現在では行政書士・ファイナンシャルプランナーとして活躍する傍ら、フリーライターとして精力的に活動中。広範な知識をもとに市民法務から企業法務まで幅広く手掛ける。
預貯金とiDeCoについて、まずはざっくりおさらい
預貯金とiDeCoを比較する前に、まずは両者の概要について確認していきます。
預貯金といえば老後資金の王道ともいえるもので、元本割れというリスクを負わず、安全にお金を貯めていけるのが魅力です。さらに、いざというときは引き出して利用できるなど柔軟性も高いです。

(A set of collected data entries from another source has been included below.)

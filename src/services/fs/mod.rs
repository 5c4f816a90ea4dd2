//! Intent layer over the entry store.
//!
//! [`FileSystem`] sequences the navigator, name resolver and delete engine so
//! that mutations keep the tree invariants. Anything that changes the shape of
//! the tree (moves, deletes) holds the structure lock exclusively; creates and
//! renames share it and serialize per parent scope instead.

pub mod folders;
pub mod listing;
pub mod locks;

use crate::core::config::StoreConfig;
use crate::core::errors::{Error, Result};
use crate::models::entry::{Entry, EntryId, EntryKind, EntryType, FileData};
use crate::services::store::EntryStore;
use crate::services::tree::{Crumb, DeleteEngine, NameResolver, Navigator};
use folders::{build_folder_tree, FolderNode};
use listing::{sort_entries, SortKey};
use locks::ScopeLocks;
use std::sync::Arc;
use tokio::sync::RwLock;
use uuid::Uuid;

#[derive(Clone)]
pub struct FileSystem {
    store: EntryStore,
    navigator: Navigator,
    names: NameResolver,
    deleter: DeleteEngine,
    structure: Arc<RwLock<()>>,
    locks: Arc<ScopeLocks>,
}

impl FileSystem {
    pub fn new(store: EntryStore) -> Self {
        let navigator = Navigator::new(store.clone());
        Self {
            names: NameResolver::new(navigator.clone()),
            deleter: DeleteEngine::new(store.clone(), navigator.clone()),
            navigator,
            store,
            structure: Arc::new(RwLock::new(())),
            locks: Arc::new(ScopeLocks::new()),
        }
    }

    /// Opens the store described by `config` and initializes it.
    pub async fn open(config: StoreConfig) -> Result<Self> {
        let store = EntryStore::new(config);
        store.initialize().await?;
        Ok(Self::new(store))
    }

    pub fn store(&self) -> &EntryStore {
        &self.store
    }

    pub fn navigator(&self) -> &Navigator {
        &self.navigator
    }

    pub async fn get(&self, id: &EntryId) -> Result<Entry> {
        self.store
            .get_by_id(id)
            .await?
            .ok_or_else(|| Error::NotFound(id.clone()))
    }

    #[tracing::instrument(skip(self))]
    pub async fn create_folder(&self, parent_id: Option<&EntryId>, name: &str) -> Result<Entry> {
        validate_name(name)?;
        let _shared = self.structure.read().await;
        let _guard = self.locks.lock(parent_id).await;
        self.require_folder(parent_id).await?;

        let name = self.names.resolve_unique_name(name, parent_id, None).await?;
        let folder = Entry::folder(new_id("folder"), name, parent_id.cloned());
        self.store.add(folder.clone()).await?;
        tracing::info!(id = %folder.id, name = %folder.name, "folder created");
        Ok(folder)
    }

    #[tracing::instrument(skip(self, content), fields(size = content.len()))]
    pub async fn upload_file(
        &self,
        parent_id: Option<&EntryId>,
        name: &str,
        content: Vec<u8>,
        mime_type: &str,
    ) -> Result<Entry> {
        validate_name(name)?;
        let _shared = self.structure.read().await;
        let _guard = self.locks.lock(parent_id).await;
        self.require_folder(parent_id).await?;

        let name = self.names.resolve_unique_name(name, parent_id, None).await?;
        let file = Entry::file(
            new_id("file"),
            name,
            parent_id.cloned(),
            FileData::new(content, mime_type),
        );
        self.store.add(file.clone()).await?;
        tracing::info!(id = %file.id, name = %file.name, "file uploaded");
        Ok(file)
    }

    #[tracing::instrument(skip(self))]
    pub async fn rename(&self, id: &EntryId, new_name: &str) -> Result<Entry> {
        validate_name(new_name)?;
        // Parents only change under the exclusive lock, so the scope read
        // here stays valid until the update lands.
        let _shared = self.structure.read().await;
        let scope = self.get(id).await?.parent_id;
        let _guard = self.locks.lock(scope.as_ref()).await;

        let mut entry = self.get(id).await?;
        entry.name = self
            .names
            .resolve_unique_name(new_name, entry.parent_id.as_ref(), Some(id))
            .await?;
        entry.touch();
        self.store.update(entry.clone()).await?;
        Ok(entry)
    }

    #[tracing::instrument(skip(self, content), fields(size = content.len()))]
    pub async fn replace_content(
        &self,
        id: &EntryId,
        content: Vec<u8>,
        mime_type: &str,
    ) -> Result<Entry> {
        let _shared = self.structure.read().await;
        let mut entry = self.get(id).await?;
        if entry.is_folder() {
            return Err(Error::NotAFile(id.clone()));
        }
        entry.kind = EntryKind::File(FileData::new(content, mime_type));
        entry.touch();
        self.store.update(entry.clone()).await?;
        Ok(entry)
    }

    /// Re-parents an entry, resolving its name in the target scope.
    #[tracing::instrument(skip(self))]
    pub async fn move_entry(&self, id: &EntryId, target: Option<&EntryId>) -> Result<Entry> {
        let _exclusive = self.structure.write().await;

        let mut entry = self.get(id).await?;
        if entry.parent_id.as_ref() == target {
            return Ok(entry);
        }
        self.require_folder(target).await?;
        if let Some(target_id) = target {
            let inside_self = target_id == id
                || self
                    .navigator
                    .ancestor_chain(target_id)
                    .await?
                    .iter()
                    .any(|crumb| &crumb.id == id);
            if inside_self {
                return Err(Error::InvalidMove {
                    id: id.clone(),
                    target: target_id.clone(),
                });
            }
        }

        entry.name = self
            .names
            .resolve_unique_name(&entry.name, target, Some(id))
            .await?;
        entry.parent_id = target.cloned();
        entry.touch();
        self.store.update(entry.clone()).await?;
        Ok(entry)
    }

    /// Deletes a file, or a folder with its whole subtree. Returns the number
    /// of entries removed.
    #[tracing::instrument(skip(self))]
    pub async fn delete(&self, id: &EntryId) -> Result<usize> {
        let _exclusive = self.structure.write().await;
        let entry = self.get(id).await?;

        if entry.is_folder() {
            Ok(self.deleter.delete_recursively(id).await? + 1)
        } else {
            self.store.remove(id).await?;
            Ok(1)
        }
    }

    pub async fn list(
        &self,
        folder_id: Option<&EntryId>,
        key: SortKey,
        ascending: bool,
    ) -> Result<Vec<Entry>> {
        let mut entries = self.navigator.children_of(folder_id).await?;
        sort_entries(&mut entries, key, ascending);
        Ok(entries)
    }

    /// The ancestor chain plus the folder itself; empty at the root.
    pub async fn breadcrumbs(&self, folder_id: Option<&EntryId>) -> Result<Vec<Crumb>> {
        let Some(folder_id) = folder_id else {
            return Ok(Vec::new());
        };
        let folder = self.get(folder_id).await?;
        let mut crumbs = self.navigator.ancestor_chain(folder_id).await?;
        crumbs.push(Crumb::from(&folder));
        Ok(crumbs)
    }

    pub async fn folder_tree(&self) -> Result<Vec<FolderNode>> {
        let folders = self.store.get_by_type(EntryType::Folder).await?;
        Ok(build_folder_tree(folders))
    }

    pub async fn clear_all(&self) -> Result<()> {
        let _exclusive = self.structure.write().await;
        self.store.clear().await
    }

    async fn require_folder(&self, parent_id: Option<&EntryId>) -> Result<()> {
        let Some(parent_id) = parent_id else {
            return Ok(());
        };
        if self.get(parent_id).await?.is_folder() {
            Ok(())
        } else {
            Err(Error::InvalidParent(parent_id.clone()))
        }
    }
}

fn new_id(prefix: &str) -> EntryId {
    EntryId::new(format!("{prefix}-{}", Uuid::new_v4()))
}

fn validate_name(name: &str) -> Result<()> {
    if name.trim().is_empty() || name.contains('/') || name.contains('\0') {
        return Err(Error::InvalidName(name.to_string()));
    }
    Ok(())
}
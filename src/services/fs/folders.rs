use crate::models::entry::{Entry, EntryId};
use serde::Serialize;
use std::collections::{HashMap, HashSet};

/// A folder with its sub-folders, as shown in a sidebar tree.
#[derive(Debug, Clone, PartialEq, Eq, Serialize)]
pub struct FolderNode {
    pub id: EntryId,
    pub name: String,
    pub children: Vec<FolderNode>,
}

/// Builds the folder hierarchy reachable from the root. Files are ignored and
/// so is anything cut off from the root by a dangling or cyclic parent chain.
pub fn build_folder_tree(entries: Vec<Entry>) -> Vec<FolderNode> {
    let mut by_parent: HashMap<Option<EntryId>, Vec<Entry>> = HashMap::new();
    for entry in entries.into_iter().filter(Entry::is_folder) {
        by_parent.entry(entry.parent_id.clone()).or_default().push(entry);
    }
    for siblings in by_parent.values_mut() {
        siblings.sort_by(|a, b| a.name.to_lowercase().cmp(&b.name.to_lowercase()));
    }

    // Pre-order walk with an explicit stack; parents always precede children.
    let mut order: Vec<EntryId> = Vec::new();
    let mut visited: HashSet<EntryId> = HashSet::new();
    let mut stack: Vec<EntryId> = by_parent
        .get(&None)
        .map(|roots| roots.iter().rev().map(|e| e.id.clone()).collect())
        .unwrap_or_default();
    while let Some(id) = stack.pop() {
        if !visited.insert(id.clone()) {
            continue;
        }
        if let Some(children) = by_parent.get(&Some(id.clone())) {
            stack.extend(children.iter().rev().map(|e| e.id.clone()));
        }
        order.push(id);
    }

    let names: HashMap<EntryId, String> = by_parent
        .values()
        .flatten()
        .map(|e| (e.id.clone(), e.name.clone()))
        .collect();

    // Assemble bottom-up so every child node is finished before its parent.
    let mut built: HashMap<EntryId, FolderNode> = HashMap::new();
    for id in order.into_iter().rev() {
        let children = by_parent
            .get(&Some(id.clone()))
            .map(|children| {
                children
                    .iter()
                    .filter_map(|child| built.remove(&child.id))
                    .collect()
            })
            .unwrap_or_default();
        let name = names.get(&id).cloned().unwrap_or_default();
        built.insert(id.clone(), FolderNode { id, name, children });
    }

    by_parent
        .get(&None)
        .map(|roots| roots.iter().filter_map(|r| built.remove(&r.id)).collect())
        .unwrap_or_default()
}
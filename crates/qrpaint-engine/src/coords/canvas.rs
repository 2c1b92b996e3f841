/// Requested output size in pixels (raster) or user units (SVG, table).
#[derive(Debug, Copy, Clone, Default, PartialEq, Eq, Hash)]
pub struct Canvas {
    pub width: u32,
    pub height: u32,
}

impl Canvas {
    #[inline]
    pub const fn new(width: u32, height: u32) -> Self {
        Self { width, height }
    }

    #[inline]
    pub const fn is_valid(self) -> bool {
        self.width > 0 && self.height > 0
    }

    /// Byte length of an RGBA8 buffer covering the canvas, or `None` on overflow.
    #[inline]
    pub fn rgba_len(self) -> Option<usize> {
        (self.width as usize)
            .checked_mul(self.height as usize)?
            .checked_mul(4)
    }
}
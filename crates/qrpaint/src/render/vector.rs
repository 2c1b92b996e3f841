use std::fmt;

use resvg::tiny_skia::{Pixmap, Transform};
use resvg::usvg::{Options, Tree};

use qrpaint_engine::coords::{Canvas, TileRule};
use qrpaint_engine::matrix::QrMatrix;
use qrpaint_engine::paint::Color;
use qrpaint_engine::scene::DrawList;

use crate::config::RenderConfig;
use crate::error::RenderError;

use super::Backend;

const SVG_NS: &str = "http://www.w3.org/2000/svg";

/// A parsed SVG document together with the markup it came from.
pub struct VectorDocument {
    source: String,
    tree: Tree,
}

impl fmt::Debug for VectorDocument {
    fn fmt(&self, f: &mut fmt::Formatter<'_>) -> fmt::Result {
        let size = self.tree.size();
        f.debug_struct("VectorDocument")
            .field("width", &size.width())
            .field("height", &size.height())
            .field("source_len", &self.source.len())
            .finish()
    }
}

impl VectorDocument {
    /// Parses `source` into a render tree.
    pub fn parse(source: String) -> Result<Self, RenderError> {
        let tree = Tree::from_str(&source, &Options::default())
            .map_err(|e| RenderError::Vector(e.to_string()))?;
        Ok(Self { source, tree })
    }

    #[inline]
    pub fn source(&self) -> &str {
        &self.source
    }

    #[inline]
    pub fn tree(&self) -> &Tree {
        &self.tree
    }

    #[inline]
    pub fn width(&self) -> f32 {
        self.tree.size().width()
    }

    #[inline]
    pub fn height(&self) -> f32 {
        self.tree.size().height()
    }

    /// Rasterizes the document at its natural size.
    pub fn rasterize(&self) -> Result<Pixmap, RenderError> {
        let size = self.tree.size().to_int_size();
        let mut pixmap = Pixmap::new(size.width(), size.height()).ok_or(
            RenderError::SurfaceAllocation { width: size.width(), height: size.height() },
        )?;
        resvg::render(&self.tree, Transform::default(), &mut pixmap.as_mut());
        Ok(pixmap)
    }
}

/// Emits one `<rect>` per module with uniform tiles.
#[derive(Debug, Copy, Clone, Default)]
pub struct VectorRenderer;

impl VectorRenderer {
    /// Builds the SVG markup without parsing it.
    pub fn markup(&self, matrix: &QrMatrix, config: &RenderConfig) -> String {
        let canvas = config.canvas();
        let list = DrawList::from_matrix(
            matrix,
            canvas,
            TileRule::Uniform,
            config.foreground(),
            config.background(),
        );
        SvgMarkup { canvas, list: &list }.to_string()
    }
}

impl Backend for VectorRenderer {
    type Output = VectorDocument;

    fn render(&self, matrix: &QrMatrix, config: &RenderConfig) -> Result<VectorDocument, RenderError> {
        VectorDocument::parse(self.markup(matrix, config))
    }
}

/// Root `<svg>` element with one `<rect>` per draw command.
struct SvgMarkup<'a> {
    canvas: Canvas,
    list: &'a DrawList,
}

impl fmt::Display for SvgMarkup<'_> {
    fn fmt(&self, f: &mut fmt::Formatter<'_>) -> fmt::Result {
        write!(
            f,
            r#"<svg xmlns="{SVG_NS}" width="{w}" height="{h}" viewBox="0 0 {w} {h}">"#,
            w = self.canvas.width,
            h = self.canvas.height,
        )?;
        for cmd in self.list.items() {
            let r = cmd.rect;
            write!(
                f,
                r#"<rect x="{}" y="{}" width="{}" height="{}" {}/>"#,
                r.x,
                r.y,
                r.w,
                r.h,
                FillAttrs(cmd.color)
            )?;
        }
        f.write_str("</svg>")
    }
}

/// `fill` plus `fill-opacity` when the color is translucent.
struct FillAttrs(Color);

impl fmt::Display for FillAttrs {
    fn fmt(&self, f: &mut fmt::Formatter<'_>) -> fmt::Result {
        let Color { r, g, b, a } = self.0;
        write!(f, r##"fill="#{r:02x}{g:02x}{b:02x}""##)?;
        if a != 255 {
            write!(f, r#" fill-opacity="{:.3}""#, f32::from(a) / 255.0)?;
        }
        Ok(())
    }
}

ただ、日銀の政策方針が物価上昇を目指していることなどから、預貯金では時間の経過とともに実質的なお金の価値が減少していことになります。例えば、何か身近な物で50年前と2021年現在の物価について考えてみてください。50年前より安い物より、高い物の方が多いでしょう。
対してiDeCo(個人型確定拠出年金)は、国が用意している老後に向けた資産形成制度です。掛け金の拠出時、運用によって得た利益、受取時と3段階で税制優遇が受けられ、運用次第ではインフレリスクにも対応しながら効率よく資産形成を図れることから人気を集めています。
一方で、基本的に一度加入すれば60歳まで掛け金を拠出し続けなければならない点や、途中でお金を引き出せない点、長期的には資金が増えても1年単位など部分部分で見れば資産価値が下落するタイミングがあることは大きなデメリットになります。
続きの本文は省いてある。